Forewing shining dark greyish brown with reddish gloss, five narrow white lines in the basal area, a short costal from one-third to the transverse fascia, a subcostal from base to one-third, distally slightly bending from costa, a medial above fold, from base to the transverse fascia, a subdorsal from one-third to near the transverse fascia, a dorsal from base to the start of the subdorsal, a bright yellow transverse fascia beyond the middle with a broad prolongation towards apex, bordered at the inner edge by a tubercular pale golden metallic subcostal spot with a patch of blackish scales on outside, and a similarly coloured but slightly larger subdorsal spot.
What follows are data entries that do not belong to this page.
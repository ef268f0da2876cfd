//! Deterministic cache file names for remote attachments.
//!
//! The name doubles as the key into the local cache and the download feed,
//! so it must be stable across sessions and unique per remote object. An
//! unnamable descriptor yields `""`; callers must treat that as "no cache
//! lookup possible", never as a valid name.

use crate::types::attachment::{Attachment, Document};

/// Derive the cache-unique file name for an attachment. No I/O.
pub fn attach_file_name(attachment: &Attachment) -> String {
    match attachment {
        Attachment::Video(v) => format!("{}_{}.mp4", v.dc_id, v.id),
        Attachment::Audio(a) => format!("{}_{}.m4a", a.dc_id, a.id),
        Attachment::Document(d) => document_file_name(d),
        Attachment::Photo(p) => match &p.location {
            Some(loc) => format!("{}_{}.jpg", loc.volume_id, loc.local_id),
            // Unnamable: nothing to fetch it by.
            None => String::new(),
        },
    }
}

fn document_file_name(document: &Document) -> String {
    let ext = document
        .file_name
        .as_deref()
        .and_then(|name| name.rfind('.').map(|idx| &name[idx..]))
        .unwrap_or("");
    // A bare "." is not a usable extension.
    if ext.len() > 1 {
        format!("{}_{}{}", document.dc_id, document.id, ext)
    } else {
        format!("{}_{}", document.dc_id, document.id)
    }
}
Further from base than the subcostal and not at the inner edge of the transverse fascia, inwardly edged by brownish and blackish scales, at two-thirds of the transverse fascia a small tubercular pale golden costal spot, opposite the costal spot, a similarly coloured but more than twice as large dorsal spot, a white costal streak from the outer costal spot to apex, a shining white apical line from the transverse fascia to apex, cilia dark brown at apex, ochreous-brown towards dorsum. Hindwing shining brownish grey, cilia ochreous-brown. Underside: forewing shining brownish grey, white apical line visible in the cilia, hindwing shining pale grey. Abdomen dorsally shining yellowish brown with reddish gloss, segment six banded whitish posteriorly, ventrally shining white, anal tuft ochreous.